The combustion of biomass could result in the accumulation of trace elements in ashes and slag residues. For example, Wang et al. 2014 [57] reported that woody biomass blended in the fuels could generate large amounts of As, Cd, Cu, Cr, Pb, and Zn in fly ash and slag. In this study, OPBS was analyzed to assess trace-element toxicity in order to insure a safe utilization of this residue in soil (Table 3). The heavy metal content in OPBS decreases in the order of Mn > Zn > Cr > Cu > Ni > Co > Mo > As > Pb > Cd.

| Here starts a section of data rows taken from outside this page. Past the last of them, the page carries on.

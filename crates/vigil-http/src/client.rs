//! HTTP gossip transport.
//!
//! [`HttpGossip`] reaches other coordinators through their cluster API:
//! a push is `POST /cluster/merge` and a pull is `GET /cluster/status`.

use std::collections::BTreeMap;
use std::time::Duration;

use serde::Deserialize;
use vigil_cluster::{ClusterError, GossipTransport};
use vigil_types::{Node, NodeId};

/// Default request timeout for gossip exchanges.
pub const REQUEST_TIMEOUT: Duration = Duration::from_secs(2);

#[derive(Deserialize)]
struct MergeReply {
    adopted: usize,
}

/// Gossip transport over the peers' HTTP API.
#[derive(Debug, Clone)]
pub struct HttpGossip {
    client: reqwest::Client,
}

impl HttpGossip {
    /// Create a transport whose requests time out after `timeout`.
    pub fn new(timeout: Duration) -> Result<Self, ClusterError> {
        let client = reqwest::Client::builder()
            .timeout(timeout)
            .build()
            .map_err(|e| ClusterError::InvalidConfiguration(format!("http client: {e}")))?;
        Ok(Self { client })
    }

    fn url(peer: &str, path: &str) -> String {
        if peer.starts_with("http://") {
            format!("{}{path}", peer.trim_end_matches('/'))
        } else {
            format!("http://{peer}{path}")
        }
    }
}

fn unreachable(peer: &str, e: impl std::fmt::Display) -> ClusterError {
    ClusterError::PeerUnreachable {
        peer: peer.to_string(),
        reason: e.to_string(),
    }
}

#[async_trait::async_trait]
impl GossipTransport for HttpGossip {
    async fn push(&self, peer: &str, nodes: Vec<Node>) -> Result<usize, ClusterError> {
        let body: BTreeMap<NodeId, Node> = nodes.into_iter().map(|n| (n.id.clone(), n)).collect();
        let reply: MergeReply = self
            .client
            .post(Self::url(peer, "/cluster/merge"))
            .json(&body)
            .send()
            .await
            .and_then(reqwest::Response::error_for_status)
            .map_err(|e| unreachable(peer, e))?
            .json()
            .await
            .map_err(|e| unreachable(peer, e))?;
        Ok(reply.adopted)
    }

    async fn pull(&self, peer: &str) -> Result<Vec<Node>, ClusterError> {
        let status: BTreeMap<NodeId, Node> = self
            .client
            .get(Self::url(peer, "/cluster/status"))
            .send()
            .await
            .and_then(reqwest::Response::error_for_status)
            .map_err(|e| unreachable(peer, e))?
            .json()
            .await
            .map_err(|e| unreachable(peer, e))?;
        Ok(status.into_values().collect())
    }
}
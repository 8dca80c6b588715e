//! `vigild`: the Vigil cluster coordinator daemon.
//!
//! Binary entrypoint that wires the node registry, failure detector and
//! hash ring into a running coordinator behind an HTTP API.
//!
//! # Usage
//!
//! ```text
//! vigild start                                   # start the coordinator
//! vigild start -c vigil.toml                     # start with a config file
//! vigild start -l 127.0.0.1:9080 -n 10.0.0.1:8081  # second instance
//! vigild start -s cpu:8000 -s cpu:8001           # simulate two nodes
//! vigild start -p 10.0.0.2:8080                  # gossip with a peer
//! vigild check                                   # validate and print config
//! vigild route user-42 --node a --node b         # offline key lookup
//! ```

mod config;
mod simulate;

use std::path::PathBuf;
use std::sync::Arc;
use std::time::Duration;

use anyhow::{Context, Result};
use clap::{Parser, Subcommand};
use tokio::sync::watch;
use tokio::time::MissedTickBehavior;
use tracing::{error, info};
use vigil_cluster::{ClusterCoordinator, SystemClock, detector, gossip};
use vigil_http::{ApiServer, HttpGossip, REQUEST_TIMEOUT};
use vigil_ring::Ring;
use vigil_types::NodeId;

use config::CliConfig;
use simulate::Simulation;

// -----------------------------------------------------------------------
// CLI definition
// -----------------------------------------------------------------------

#[derive(Parser)]
#[command(name = "vigild", version, about = "Vigil cluster coordinator daemon")]
struct Cli {
    /// Path to TOML config file.
    #[arg(short, long, global = true)]
    config: Option<PathBuf>,

    #[command(subcommand)]
    command: Commands,
}

#[derive(Subcommand)]
enum Commands {
    /// Start the coordinator.
    Start {
        /// Override HTTP listen address (e.g. "127.0.0.1:9080").
        #[arg(short = 'l', long)]
        listen_addr: Option<String>,

        /// Override this coordinator's node ID.
        #[arg(short, long, env = "VIGIL_NODE_ID")]
        node_id: Option<String>,

        /// Peer coordinator(s) to gossip with (`host:port` of their API).
        /// Can be specified multiple times.
        #[arg(short, long)]
        peer: Vec<String>,

        /// Node(s) to simulate in-process. Can be specified multiple times.
        #[arg(short, long)]
        simulate: Vec<String>,

        /// Do not heartbeat the coordinator's own node ID.
        #[arg(long)]
        no_self_heartbeat: bool,
    },

    /// Validate the configuration and print the effective settings.
    Check,

    /// Print which node a key routes to on a ring built from `--node` IDs.
    Route {
        /// Key to look up.
        key: String,

        /// Node ID on the ring. Can be specified multiple times.
        #[arg(short, long = "node", required = true)]
        nodes: Vec<String>,
    },
}

// -----------------------------------------------------------------------
// Entrypoint
// -----------------------------------------------------------------------

#[tokio::main]
async fn main() -> Result<()> {
    let cli = Cli::parse();
    let mut config = CliConfig::load(cli.config.as_deref()).context("failed to load config")?;

    setup_tracing(&config.log.level);

    match cli.command {
        Commands::Start {
            listen_addr,
            node_id,
            peer,
            simulate,
            no_self_heartbeat,
        } => {
            // CLI args override config file values.
            if let Some(addr) = listen_addr {
                config.node.listen_addr = addr;
            }
            if let Some(id) = node_id {
                config.node.id = id;
            }
            // CLI peers replace config peers.
            if !peer.is_empty() {
                config.cluster.peers = peer;
            }
            if !simulate.is_empty() {
                config.simulation.nodes = simulate;
            }
            if no_self_heartbeat {
                config.node.self_heartbeat = false;
            }
            cmd_start(config).await
        }
        Commands::Check => cmd_check(&config),
        Commands::Route { key, nodes } => cmd_route(&config, &key, nodes),
    }
}

/// Initialize the `tracing` subscriber with the given level filter.
///
/// Respects `RUST_LOG` env var if set, otherwise uses the config value.
fn setup_tracing(level: &str) {
    use tracing_subscriber::EnvFilter;

    let filter = EnvFilter::try_from_default_env().unwrap_or_else(|_| EnvFilter::new(level));
    tracing_subscriber::fmt().with_env_filter(filter).init();
}

// -----------------------------------------------------------------------
// vigild start
// -----------------------------------------------------------------------

async fn cmd_start(config: CliConfig) -> Result<()> {
    config.validate()?;

    info!("starting vigild");
    info!(
        node_id = %config.node.id,
        addr = %config.node.listen_addr,
        tick = ?config.tick_interval(),
        suspect_after = ?config.suspect_timeout(),
        dead_after = ?config.dead_timeout(),
        vnodes = config.vnodes_per_node(),
        "coordinator configuration"
    );

    let local_id = NodeId::from(config.node.id.clone());
    let coordinator = ClusterCoordinator::new(
        local_id.clone(),
        config.coordinator_config(),
        Arc::new(SystemClock),
    )
    .context("failed to create coordinator")?;

    let detector = detector::start(coordinator.clone());

    let gossip = if config.cluster.peers.is_empty() {
        None
    } else {
        let transport =
            HttpGossip::new(REQUEST_TIMEOUT).context("failed to build gossip client")?;
        info!(peers = ?config.cluster.peers, "gossiping with peers");
        Some(gossip::start(
            coordinator.clone(),
            Arc::new(transport),
            config.gossip_config(),
        ))
    };

    let (self_tx, self_rx) = watch::channel(false);
    let self_heartbeat = config.node.self_heartbeat.then(|| {
        // Heartbeat at a third of the suspect timeout so the local node never
        // looks suspect under normal scheduling.
        let interval = config.suspect_timeout() / 3;
        tokio::spawn(self_heartbeat_loop(
            coordinator.clone(),
            local_id,
            interval,
            self_rx,
        ))
    });

    let simulated: Vec<NodeId> = config
        .simulation
        .nodes
        .iter()
        .map(|id| NodeId::from(id.as_str()))
        .collect();
    let simulation = Simulation::start(
        coordinator.clone(),
        simulated,
        config.simulation_interval(),
        config.drop_probability(),
    );
    if !simulation.is_empty() {
        info!(nodes = simulation.len(), "heartbeat simulation running");
    }

    info!(addr = %config.node.listen_addr, "cluster API ready");
    ApiServer::new(coordinator)
        .serve_with_shutdown(&config.node.listen_addr, shutdown_signal())
        .await
        .context("cluster API failed")?;

    info!("stopping background tasks");
    let _ = self_tx.send(true);
    if let Some(task) = self_heartbeat {
        let _ = task.await;
    }
    simulation.shutdown().await;
    if let Some(gossip) = gossip {
        gossip.shutdown().await;
    }
    detector.shutdown().await;

    info!("vigild stopped");
    Ok(())
}

async fn self_heartbeat_loop(
    coordinator: Arc<ClusterCoordinator>,
    node_id: NodeId,
    interval: Duration,
    mut shutdown_rx: watch::Receiver<bool>,
) {
    let mut ticker = tokio::time::interval(interval);
    ticker.set_missed_tick_behavior(MissedTickBehavior::Delay);

    loop {
        tokio::select! {
            _ = ticker.tick() => {
                coordinator.record_heartbeat(node_id.clone()).await;
            }
            _ = shutdown_rx.changed() => break,
        }
    }
}

/// Resolve once Ctrl-C is received.
async fn shutdown_signal() {
    if let Err(e) = tokio::signal::ctrl_c().await {
        error!(%e, "failed to listen for ctrl-c, serving until killed");
        std::future::pending::<()>().await;
    }
    info!("shutdown requested");
}

// -----------------------------------------------------------------------
// vigild check
// -----------------------------------------------------------------------

fn cmd_check(config: &CliConfig) -> Result<()> {
    config.validate()?;

    println!("Configuration OK");
    println!("  node id:         {}", config.node.id);
    println!("  listen addr:     {}", config.node.listen_addr);
    println!("  self heartbeat:  {}", config.node.self_heartbeat);
    println!("  tick interval:   {:?}", config.tick_interval());
    println!("  suspect timeout: {:?}", config.suspect_timeout());
    println!("  dead timeout:    {:?}", config.dead_timeout());
    println!("  vnodes per node: {}", config.vnodes_per_node());
    if config.cluster.peers.is_empty() {
        println!("  gossip peers:    none");
    } else {
        println!(
            "  gossip peers:    {} (every {:?})",
            config.cluster.peers.join(", "),
            config.gossip_interval(),
        );
    }

    if config.simulation.nodes.is_empty() {
        println!("  simulated nodes: none");
    } else {
        println!(
            "  simulated nodes: {} (every {:?}, drop p={})",
            config.simulation.nodes.join(", "),
            config.simulation_interval(),
            config.drop_probability(),
        );
    }

    Ok(())
}

// -----------------------------------------------------------------------
// vigild route
// -----------------------------------------------------------------------

fn cmd_route(config: &CliConfig, key: &str, nodes: Vec<String>) -> Result<()> {
    config.validate()?;

    let ring = Ring::build(nodes.into_iter().map(NodeId::from), config.vnodes_per_node());
    let owner = ring
        .owner(key)
        .ok_or_else(|| anyhow::anyhow!("no available node"))?;

    println!("Key '{key}' is assigned to node: {owner}");
    Ok(())
}
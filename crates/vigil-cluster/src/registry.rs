//! Authoritative table of known nodes.
//!
//! [`NodeRegistry`] owns every [`Node`] record. Heartbeats create and refresh
//! records, the failure detector moves their state forward, and every
//! mutation bumps a generation counter so that the coordinator can tell
//! whether its ring view is stale without comparing node tables.

use std::collections::hash_map::Entry;
use std::collections::{BTreeMap, BTreeSet, HashMap};
use std::sync::atomic::{AtomicU64, Ordering};

use tokio::sync::RwLock;
use vigil_types::{Node, NodeId, NodeState};

use crate::detector::StateChange;
use crate::error::ClusterError;

/// What a heartbeat did to the registry.
#[derive(Debug, Clone, Copy, PartialEq, Eq)]
pub enum HeartbeatOutcome {
    /// The node was unknown and has been registered.
    Joined,
    /// The node was suspect or dead and is alive again.
    Recovered(NodeState),
    /// The node was already alive; counter and timestamp moved.
    Refreshed,
}

/// Result of [`NodeRegistry::record_heartbeat`].
#[derive(Debug, Clone, PartialEq, Eq)]
pub struct HeartbeatReceipt {
    /// The node record after the heartbeat.
    pub node: Node,
    /// How the record changed.
    pub outcome: HeartbeatOutcome,
}

/// A record adopted by [`NodeRegistry::merge`].
#[derive(Debug, Clone, PartialEq, Eq)]
pub struct MergedNode {
    /// The record as stored after the merge.
    pub node: Node,
    /// Local state before the merge, `None` if the node was unknown.
    pub previous: Option<NodeState>,
}

/// Node table guarded by a single read-write lock.
#[derive(Debug, Default)]
pub struct NodeRegistry {
    nodes: RwLock<HashMap<NodeId, Node>>,
    /// Bumped on every mutation while the write lock is held.
    generation: AtomicU64,
}

impl NodeRegistry {
    /// Create an empty registry.
    pub fn new() -> Self {
        Self::default()
    }

    /// Current generation. Changes whenever any node record changes.
    pub fn generation(&self) -> u64 {
        self.generation.load(Ordering::Acquire)
    }

    fn bump(&self) {
        self.generation.fetch_add(1, Ordering::AcqRel);
    }

    /// Record a heartbeat from `node_id` observed at `now_ms`.
    ///
    /// Unknown nodes are registered alive with heartbeat 0. Known nodes get
    /// their counter incremented, their timestamp refreshed and their state
    /// reset to alive. Never fails.
    pub async fn record_heartbeat(&self, node_id: NodeId, now_ms: u64) -> HeartbeatReceipt {
        let mut nodes = self.nodes.write().await;

        let receipt = match nodes.entry(node_id) {
            Entry::Vacant(slot) => {
                let node = Node::new(slot.key().clone(), now_ms);
                slot.insert(node.clone());
                HeartbeatReceipt {
                    node,
                    outcome: HeartbeatOutcome::Joined,
                }
            }
            Entry::Occupied(mut slot) => {
                let node = slot.get_mut();
                let previous = node.state;
                node.heartbeat = node.heartbeat.saturating_add(1);
                node.timestamp = node.timestamp.max(now_ms);
                node.state = NodeState::Alive;

                let outcome = match previous {
                    NodeState::Alive => HeartbeatOutcome::Refreshed,
                    other => HeartbeatOutcome::Recovered(other),
                };
                HeartbeatReceipt {
                    node: node.clone(),
                    outcome,
                }
            }
        };

        self.bump();
        receipt
    }

    /// Set the state of a node. No-op if the node does not exist.
    ///
    /// Returns `true` if the state actually changed.
    pub async fn set_state(&self, node_id: &NodeId, state: NodeState) -> bool {
        let mut nodes = self.nodes.write().await;
        match nodes.get_mut(node_id) {
            Some(node) if node.state != state => {
                node.state = state;
                self.bump();
                true
            }
            _ => false,
        }
    }

    /// Apply `next` to every node.
    ///
    /// `next` returns the state a node should move to, or `None` to leave it.
    /// Nodes are first checked under the read lock and the write lock is only
    /// taken when something is due. The write pass re-evaluates every node,
    /// so a heartbeat that lands in between is never overwritten by a
    /// decision made on its stale timestamp.
    pub(crate) async fn transition_with<F>(&self, mut next: F) -> Vec<StateChange>
    where
        F: FnMut(&Node) -> Option<NodeState>,
    {
        let due = self
            .nodes
            .read()
            .await
            .values()
            .any(|node| next(node).is_some_and(|to| to != node.state));
        if !due {
            return Vec::new();
        }

        let mut nodes = self.nodes.write().await;
        let mut changes = Vec::new();

        for node in nodes.values_mut() {
            if let Some(to) = next(node)
                && to != node.state
            {
                changes.push(StateChange {
                    node_id: node.id.clone(),
                    from: node.state,
                    to,
                });
                node.state = to;
            }
        }

        if !changes.is_empty() {
            self.bump();
        }
        changes.sort_by(|a, b| a.node_id.cmp(&b.node_id));
        changes
    }

    /// Explicitly remove a node.
    pub async fn remove(&self, node_id: &NodeId) -> Result<Node, ClusterError> {
        let removed = self.nodes.write().await.remove(node_id);
        match removed {
            Some(node) => {
                self.bump();
                Ok(node)
            }
            None => Err(ClusterError::UnknownNode(node_id.clone())),
        }
    }

    /// Merge node records learned from another coordinator.
    ///
    /// A remote record is adopted when its node is unknown here or its
    /// heartbeat is strictly greater than the local one. Adopted records keep
    /// the remote heartbeat and state but are timestamped with `now_ms`, since
    /// remote wall clocks are not comparable. Returns the adopted records in
    /// ID order.
    pub async fn merge<I>(&self, remote: I, now_ms: u64) -> Vec<MergedNode>
    where
        I: IntoIterator<Item = Node>,
    {
        let mut nodes = self.nodes.write().await;
        let mut adopted = Vec::new();

        for incoming in remote {
            let previous = nodes.get(&incoming.id).map(|local| local.state);
            let newer = nodes
                .get(&incoming.id)
                .is_none_or(|local| incoming.heartbeat > local.heartbeat);
            if !newer {
                continue;
            }

            let node = Node {
                timestamp: now_ms,
                ..incoming
            };
            nodes.insert(node.id.clone(), node.clone());
            adopted.push(MergedNode { node, previous });
        }

        if !adopted.is_empty() {
            self.bump();
        }
        adopted.sort_by(|a, b| a.node.id.cmp(&b.node.id));
        adopted
    }

    /// Owned copy of all nodes, keyed and ordered by ID.
    pub async fn snapshot(&self) -> BTreeMap<NodeId, Node> {
        self.nodes
            .read()
            .await
            .iter()
            .map(|(id, node)| (id.clone(), node.clone()))
            .collect()
    }

    /// Return a specific node by ID.
    pub async fn get(&self, node_id: &NodeId) -> Option<Node> {
        self.nodes.read().await.get(node_id).cloned()
    }

    /// IDs of nodes currently in the alive state.
    pub async fn alive_ids(&self) -> BTreeSet<NodeId> {
        self.nodes
            .read()
            .await
            .values()
            .filter(|n| n.is_alive())
            .map(|n| n.id.clone())
            .collect()
    }

    /// Return the number of registered nodes.
    pub async fn len(&self) -> usize {
        self.nodes.read().await.len()
    }

    /// Whether no node has ever heartbeated (or all were removed).
    pub async fn is_empty(&self) -> bool {
        self.nodes.read().await.is_empty()
    }

    /// Hold the node table's read lock.
    #[cfg(test)]
    pub(crate) async fn read_guard(
        &self,
    ) -> tokio::sync::RwLockReadGuard<'_, HashMap<NodeId, Node>> {
        self.nodes.read().await
    }
}
// SPDX-License-Identifier: MIT
// Copyright 2026 Roland Dreier <roland@rolandd.dev>

//! User model for storage and API.

use serde::{Deserialize, Serialize};

/// Access level of a signed-in user.
#[derive(Debug, Clone, Copy, PartialEq, Eq, Default, Serialize, Deserialize)]
#[serde(rename_all = "lowercase")]
pub enum Role {
    #[default]
    Student,
    Admin,
}

impl Role {
    pub fn is_admin(self) -> bool {
        matches!(self, Role::Admin)
    }
}

/// User profile stored in Firestore.
#[derive(Debug, Clone, PartialEq, Serialize, Deserialize)]
#[serde(rename_all = "camelCase")]
pub struct User {
    /// Identity provider subject (also used as document ID)
    pub uid: String,
    /// Lowercased email address, unique across users
    pub email: String,
    /// Display name
    pub name: String,
    /// Profile picture URL
    #[serde(default)]
    pub photo: Option<String>,
    #[serde(default)]
    pub role: Role,
    /// When the user first signed in
    pub created_at: String,
    /// Most recent sign-in
    pub last_login: String,
    /// Last explicit profile edit
    #[serde(default, skip_serializing_if = "Option::is_none")]
    pub updated_at: Option<String>,
}

/// Normalize an email for storage and uniqueness checks.
pub fn normalize_email(email: &str) -> String {
    email.trim().to_ascii_lowercase()
}
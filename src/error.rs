// SPDX-License-Identifier: MIT
// Copyright 2026 Roland Dreier <roland@rolandd.dev>

//! Application error types with consistent API responses.

use axum::{
    http::StatusCode,
    response::{IntoResponse, Response},
    Json,
};
use serde::Serialize;

/// Application error type that converts to HTTP responses.
#[derive(Debug, thiserror::Error)]
pub enum AppError {
    #[error("Authentication required")]
    Unauthorized,

    #[error("Invalid or expired token")]
    InvalidToken,

    #[error("Forbidden: {0}")]
    Forbidden(String),

    #[error("Resource not found: {0}")]
    NotFound(String),

    #[error("Invalid request: {0}")]
    BadRequest(String),

    #[error("Conflict: {0}")]
    Conflict(String),

    #[error("Identity provider error: {0}")]
    IdentityProvider(String),

    #[error("Database error: {0}")]
    Database(String),

    #[error("Internal server error: {0}")]
    Internal(#[from] anyhow::Error),
}

impl AppError {
    /// HTTP status code this error maps to.
    pub fn status_code(&self) -> StatusCode {
        match self {
            AppError::Unauthorized | AppError::InvalidToken => StatusCode::UNAUTHORIZED,
            AppError::Forbidden(_) => StatusCode::FORBIDDEN,
            AppError::NotFound(_) => StatusCode::NOT_FOUND,
            AppError::BadRequest(_) => StatusCode::BAD_REQUEST,
            AppError::Conflict(_) => StatusCode::CONFLICT,
            AppError::IdentityProvider(_) => StatusCode::BAD_GATEWAY,
            AppError::Database(_) | AppError::Internal(_) => StatusCode::INTERNAL_SERVER_ERROR,
        }
    }
}

/// JSON error response body
#[derive(Serialize)]
struct ErrorResponse {
    error: String,
    #[serde(skip_serializing_if = "Option::is_none")]
    details: Option<String>,
}

impl IntoResponse for AppError {
    fn into_response(self) -> Response {
        let (error, details) = match &self {
            AppError::Unauthorized => ("unauthorized", None),
            AppError::InvalidToken => ("invalid_token", None),
            AppError::Forbidden(msg) => ("forbidden", Some(msg.clone())),
            AppError::NotFound(msg) => ("not_found", Some(msg.clone())),
            AppError::BadRequest(msg) => ("bad_request", Some(msg.clone())),
            AppError::Conflict(msg) => ("conflict", Some(msg.clone())),
            AppError::IdentityProvider(msg) => {
                tracing::warn!(error = %msg, "Identity provider unavailable");
                ("identity_provider_error", None)
            }
            AppError::Database(msg) => {
                tracing::error!(error = %msg, "Database error");
                ("database_error", None)
            }
            AppError::Internal(err) => {
                tracing::error!(error = %err, "Internal server error");
                ("internal_error", None)
            }
        };

        let body = ErrorResponse {
            error: error.to_string(),
            details,
        };

        (self.status_code(), Json(body)).into_response()
    }
}

/// Result type alias for handlers
pub type Result<T> = std::result::Result<T, AppError>;
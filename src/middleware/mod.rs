// SPDX-License-Identifier: MIT
// Copyright 2026 Roland Dreier <roland@rolandd.dev>

//! Middleware modules (authentication, security, etc.).

pub mod auth;
pub mod security;

pub use auth::{require_admin, require_auth};
// SPDX-License-Identifier: MIT
// Copyright 2026 Roland Dreier <roland@rolandd.dev>

//! User profile routes.

use crate::error::{AppError, Result};
use crate::middleware::auth::AuthUser;
use crate::models::user::normalize_email;
use crate::models::{Role, User};
use crate::routes::extract::{not_blank, ValidJson};
use crate::time_utils::now_rfc3339;
use crate::AppState;
use axum::{
    extract::{Path, State},
    http::StatusCode,
    routing::get,
    Extension, Json, Router,
};
use serde::{Deserialize, Serialize};
use std::sync::Arc;
use validator::Validate;

/// Profile routes (require authentication).
pub fn routes() -> Router<Arc<AppState>> {
    Router::new()
        .route("/api/me", get(get_me))
        .route("/users", get(list_users).post(upsert_user))
        .route("/users/{uid}", get(get_user).put(update_user))
}

/// Profile fields asserted at sign-in or via `POST /users`.
pub(crate) struct ProfileInput {
    pub uid: String,
    pub email: String,
    pub name: String,
    pub photo: Option<String>,
    /// Email came from a verified Google ID token.
    pub verified_email: bool,
}

/// Create the user or refresh an existing profile.
///
/// Role comes from the configured admin list, re-evaluated on every
/// sign-in, and only for a verified email. Otherwise the stored role is
/// kept, and new users start as students. Returns the stored user and
/// whether it was created.
pub(crate) async fn upsert_profile(state: &AppState, input: ProfileInput) -> Result<(User, bool)> {
    let email = normalize_email(&input.email);
    let name = input.name.trim().to_string();
    let verified_role = input.verified_email.then(|| {
        if state.config.is_admin_email(&email) {
            Role::Admin
        } else {
            Role::Student
        }
    });
    let now = now_rfc3339();

    if let Some(mut user) = state.db.get_user(&input.uid).await? {
        if user.email != email {
            if let Some(other) = state.db.find_user_by_email(&email).await? {
                if other.uid != user.uid {
                    return Err(AppError::Conflict(
                        "Email is already registered to another user".to_string(),
                    ));
                }
            }
            user.email = email;
        }
        user.name = name;
        if input.photo.is_some() {
            user.photo = input.photo;
        }
        if let Some(role) = verified_role {
            user.role = role;
        }
        user.last_login = now;

        state.db.update_user(&user).await?;
        tracing::debug!(uid = %user.uid, role = ?user.role, "Refreshed user profile");
        return Ok((user, false));
    }

    if state.db.find_user_by_email(&email).await?.is_some() {
        return Err(AppError::Conflict(
            "User already exists with this email or uid".to_string(),
        ));
    }

    let user = User {
        uid: input.uid,
        email,
        name,
        photo: input.photo,
        role: verified_role.unwrap_or_default(),
        created_at: now.clone(),
        last_login: now,
        updated_at: None,
    };
    state.db.create_user(&user).await?;

    tracing::info!(uid = %user.uid, role = ?user.role, "Created user");
    Ok((user, true))
}

/// Get the signed-in user's profile.
async fn get_me(
    State(state): State<Arc<AppState>>,
    Extension(auth): Extension<AuthUser>,
) -> Result<Json<User>> {
    let user = state
        .db
        .get_user(&auth.uid)
        .await?
        .ok_or_else(|| AppError::NotFound("User not found".to_string()))?;
    Ok(Json(user))
}

#[derive(Debug, Deserialize, Validate)]
pub struct UpsertUserRequest {
    #[validate(custom(function = "not_blank"))]
    pub uid: String,
    #[validate(email)]
    pub email: String,
    #[validate(custom(function = "not_blank"))]
    pub name: String,
    #[serde(default)]
    pub photo: Option<String>,
}

#[derive(Serialize)]
pub struct UserResponse {
    pub message: String,
    pub user: User,
}

/// Create or update a profile; only for yourself unless admin.
///
/// Non-admins can only refresh the profile Google sign-in created, and
/// cannot change its email.
async fn upsert_user(
    State(state): State<Arc<AppState>>,
    Extension(auth): Extension<AuthUser>,
    ValidJson(req): ValidJson<UpsertUserRequest>,
) -> Result<(StatusCode, Json<UserResponse>)> {
    auth.require_self_or_admin(&req.uid)?;

    if !auth.is_admin() {
        let stored = state.db.get_user(&req.uid).await?.ok_or_else(|| {
            AppError::Forbidden("Sign in with Google to create your profile".to_string())
        })?;
        if normalize_email(&req.email) != stored.email {
            tracing::warn!(uid = %auth.uid, "Rejected email change without sign-in");
            return Err(AppError::Forbidden(
                "Email can only be changed by signing in with Google".to_string(),
            ));
        }
    }

    let (user, created) = upsert_profile(
        &state,
        ProfileInput {
            uid: req.uid,
            email: req.email,
            name: req.name,
            photo: req.photo,
            verified_email: false,
        },
    )
    .await?;

    let (status, message) = if created {
        (StatusCode::CREATED, "User created successfully")
    } else {
        (StatusCode::OK, "User updated successfully")
    };

    Ok((
        status,
        Json(UserResponse {
            message: message.to_string(),
            user,
        }),
    ))
}

/// List every user (admin only).
async fn list_users(
    State(state): State<Arc<AppState>>,
    Extension(auth): Extension<AuthUser>,
) -> Result<Json<Vec<User>>> {
    auth.require_admin()?;
    Ok(Json(state.db.list_users().await?))
}

async fn get_user(
    State(state): State<Arc<AppState>>,
    Extension(auth): Extension<AuthUser>,
    Path(uid): Path<String>,
) -> Result<Json<User>> {
    auth.require_self_or_admin(&uid)?;

    let user = state
        .db
        .get_user(&uid)
        .await?
        .ok_or_else(|| AppError::NotFound("User not found".to_string()))?;
    Ok(Json(user))
}

#[derive(Debug, Deserialize, Validate)]
pub struct UpdateUserRequest {
    #[validate(custom(function = "not_blank"))]
    pub name: Option<String>,
    pub photo: Option<String>,
}

/// Edit display name and/or photo.
async fn update_user(
    State(state): State<Arc<AppState>>,
    Extension(auth): Extension<AuthUser>,
    Path(uid): Path<String>,
    ValidJson(req): ValidJson<UpdateUserRequest>,
) -> Result<Json<UserResponse>> {
    auth.require_self_or_admin(&uid)?;

    let mut user = state
        .db
        .get_user(&uid)
        .await?
        .ok_or_else(|| AppError::NotFound("User not found".to_string()))?;

    if let Some(name) = req.name {
        user.name = name.trim().to_string();
    }
    if req.photo.is_some() {
        user.photo = req.photo;
    }
    user.updated_at = Some(now_rfc3339());

    state.db.update_user(&user).await?;
    tracing::info!(uid = %uid, by = %auth.uid, "Updated user profile");

    Ok(Json(UserResponse {
        message: "User updated successfully".to_string(),
        user,
    }))
}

It can be seen that the levels of heavy metals such as, Cd, Co, Pb, and Mo were quite low in the OPBS samples, whereas Cu, Ni, Cr, Mn, and Zn occurred in background levels, and no element present any potential risk of contamination. Moreover, the toxicity of the slags is not intrinsically linked to their trace-element levels, but rather to their leaching. A previous similar study of four biomass slags from a fired power plant showing approximately the same composition of OPBS has demonstrated too low leaching amounts of trace elements [34]. The same authors have concluded that the biomass slags did not represent any risk of contamination related to their utilization. In another study, the fertilizer value of fly ash derived from burning bark and wood chip was investigated by Numesniemi et al. [58], and the findings revealed that the levels of hazardous elements (As, Cd, Cr, Cu, Hg, Pb, Ni, and Zn) were low. In addition, the comparison between the level of trace elements in the clayey fraction of the soil and OPBS revealed that the fine fraction contained higher trace elements than the OPBS; these results indicate that the use of OPBS will not affect the levels of trace elements in the soil. From another point of view, the OPBS, which has a similar composition to fly ashes, could represent a great solution for the immobilization of heavy metals in the soil. Indeed, several studies reported the efficiency of fly-ash addition to soil on trace-element immobilization [57,58,59,60,61,62,63,64,65].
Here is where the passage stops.